Но в ее состоянии это уже было невозможно. Она согласилась пройти курс лечения. Однажды утром, вцепившись в руки Лулу и Жака, она переступила порог клиники. Она боялась, но была счастлива, что у нее хватило сил решиться.
«Можно было подумать, что меня привезли в тюрьму, только здесь было чище. На окнах решетки, а сестра, которая нас встретила, смотрела вертухаем. Я видела ее в тумане, впрочем, всех, кто меня окружал, в том числе подонков, прибегавших с марафетом, я различала сквозь дымку. Сестра устроила мне шмон, как на таможне: им всегда кажется, что у вас в трусиках слиток золота весом в десять килограммов.
По-видимому, мы, наркоманы, а я уже сознавала, до чего докатилась, наловчились водить их за нос… Она выкупала меня в ванне, уложила в постель и сделала укол. Первый раз был рай!»
Эдит полагалось пять уколов. Каждый день их сокращали, и наступил день «без».
«Я думала, что в тот день сойду с ума. Ужасающие боли разрывали меня на части, выворачивали наизнанку мышцы, сухожилия двигались сами собой. Я вдруг то скрючивалась, как старая виноградная лоза, то вдруг распрямлялась, как пружина. Надо мной склонялись смутные призраки в белом. У них почему-то были только части лица, которые то появлялись, то исчезали. Они, как рыбы, открывали рты, но слов не вылетало. Меня привязали. Я превратилась в животное, я не знала, кто я и что я, у меня текла слюна, но я этого не замечала. Ни секунды покоя, ни секунды ясности ума. Потом мне сказали, что это длилось только сутки, мне же казалось — тысячу лет…».
Через три недели врач сказал Эдит, что курс лечения закончен, но что она еще не выздоровела, что у нее может наступить нервная депрессия. Она ни о чем не хотела слышать, она хотела домой.

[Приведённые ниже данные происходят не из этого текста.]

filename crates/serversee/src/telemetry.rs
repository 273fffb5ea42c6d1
use std::str::FromStr;

use serversee_config::LoggingConfig;
use tracing_subscriber::{EnvFilter, Layer, layer::SubscriberExt, util::SubscriberInitExt};

/// Installs the global subscriber. `RUST_LOG` overrides the level picked
/// from the configuration.
pub fn init_subscriber(config: &LoggingConfig) {
    let level = if config.debug { "debug" } else { "info" };
    let directives =
        format!("serversee={level},serversee_client={level},serversee_config={level}");
    let filter = EnvFilter::try_from_default_env()
        .or_else(|_| EnvFilter::from_str(&directives))
        .unwrap_or_else(|_| EnvFilter::new("info"));

    let fmt_layer = tracing_subscriber::fmt::layer()
        .compact()
        .with_level(true)
        .with_ansi(config.use_color)
        .with_target(config.show_target)
        .with_writer(std::io::stderr);

    // The timer is part of the layer's type, hence the two branches
    let fmt_layer = if config.show_timestamp {
        fmt_layer.boxed()
    } else {
        fmt_layer.without_time().boxed()
    };

    tracing_subscriber::registry()
        .with(filter)
        .with(fmt_layer)
        .init();
}
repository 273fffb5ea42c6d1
pub mod file;
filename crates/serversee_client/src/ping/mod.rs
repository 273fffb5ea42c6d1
//! Direct status probes against the game server itself.

pub mod bedrock;
pub mod icon;
pub mod java;

use std::net::SocketAddr;

use tokio::net::lookup_host;

use crate::error::PingError;

pub const JAVA_DEFAULT_PORT: u16 = 25565;
pub const BEDROCK_DEFAULT_PORT: u16 = 19132;

/// Splits `host[:port]`, accepting bracketed IPv6 (`[::1]:19132`).
/// A bare IPv6 address without brackets is taken whole as the host.
pub fn split_host_port(input: &str, default_port: u16) -> Option<(String, u16)> {
    let input = input.trim();
    if input.is_empty() {
        return None;
    }

    if let Some(rest) = input.strip_prefix('[') {
        let (host, tail) = rest.split_once(']')?;
        if host.is_empty() {
            return None;
        }
        let port = match tail {
            "" => default_port,
            _ => tail.strip_prefix(':')?.parse().ok()?,
        };
        return Some((host.to_string(), port));
    }

    match input.rsplit_once(':') {
        Some((host, _)) if host.contains(':') => Some((input.to_string(), default_port)),
        Some((host, port)) if !host.is_empty() => Some((host.to_string(), port.parse().ok()?)),
        Some(_) => None,
        None => Some((input.to_string(), default_port)),
    }
}

pub(crate) async fn resolve(address: &str, port: u16) -> Result<Vec<SocketAddr>, PingError> {
    let addrs: Vec<SocketAddr> = lookup_host((address, port))
        .await
        .map_err(|_| PingError::Resolve(address.to_string()))?
        .collect();
    if addrs.is_empty() {
        return Err(PingError::Resolve(address.to_string()));
    }
    Ok(addrs)
}

#[cfg(test)]
mod tests {
    use super::*;

    #[test]
    fn test_split_host_port() {
        assert_eq!(
            split_host_port("play.example.com", 25565),
            Some(("play.example.com".into(), 25565))
        );
        assert_eq!(
            split_host_port(" mc.example.com:25570 ", 25565),
            Some(("mc.example.com".into(), 25570))
        );
        assert_eq!(
            split_host_port("[::1]:19133", 19132),
            Some(("::1".into(), 19133))
        );
        assert_eq!(split_host_port("[::1]", 19132), Some(("::1".into(), 19132)));
        assert_eq!(
            split_host_port("fe80::1", 19132),
            Some(("fe80::1".into(), 19132))
        );
    }

    #[test]
    fn test_split_host_port_rejects_garbage() {
        assert_eq!(split_host_port("", 25565), None);
        assert_eq!(split_host_port("host:port", 25565), None);
        assert_eq!(split_host_port(":25565", 25565), None);
        assert_eq!(split_host_port("host:70000", 25565), None);
        assert_eq!(split_host_port("[::1", 25565), None);
        assert_eq!(split_host_port("[]:1", 25565), None);
    }
}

Какое там пение, какой там «Равнодушный красавец»! Целые дни Эдит валялась как тряпка либо в кресле, либо забившись в уголок дивана, либо в постели. Она не хотела ни есть, ни двигаться, она не хотела жить. Эдит видела, как приходили и уходили Жак и Лулу, но они не знали, слышала ли она то, что они ей говорили. Она отказывалась слушать музыку, любой звук причинял ей боль. Она рассматривала свои руки так, будто не узнавала их.
В один прекрасный день Эдит вдруг заговорила, ожила. Но объяснилось это чудо просто: она снова тайком стала колоться.
Возобновление «Равнодушного красавца» было самой большой неудачей за всю ее карьеру и самой плохой финансовой операцией. Так как никто не хотел ставить пьесу, Эдит сказала: «Плевать. Поставлю сама».
Все были в ужасе. Она сняла театр Мариньи и решила сама быть режиссером не только пьесы, но и обеих концертных программ, своей и Жака Пилса. Она говорила: «Чудесно, я снова взлетела!»
Она летела в пропасть…
Цену этой ошибки Эдит осознала скоро. Счета приходили огромные. Декорации стоили один миллион (старых) франков, музыканты — сто тысяч франков в день; один из так называемых друзей уговорил ее выписать из Флоренции двух мандолинистов, которым она платила по три тысячи франков каждому за вечер. В семьсот тысяч франков ей обошлись сверхурочные часы рабочих сцены. И так во всем. Она назначала репетиции и приходила с опозданием в несколько часов, кололась за кулисами, чтобы продержаться, и работала всю ночь.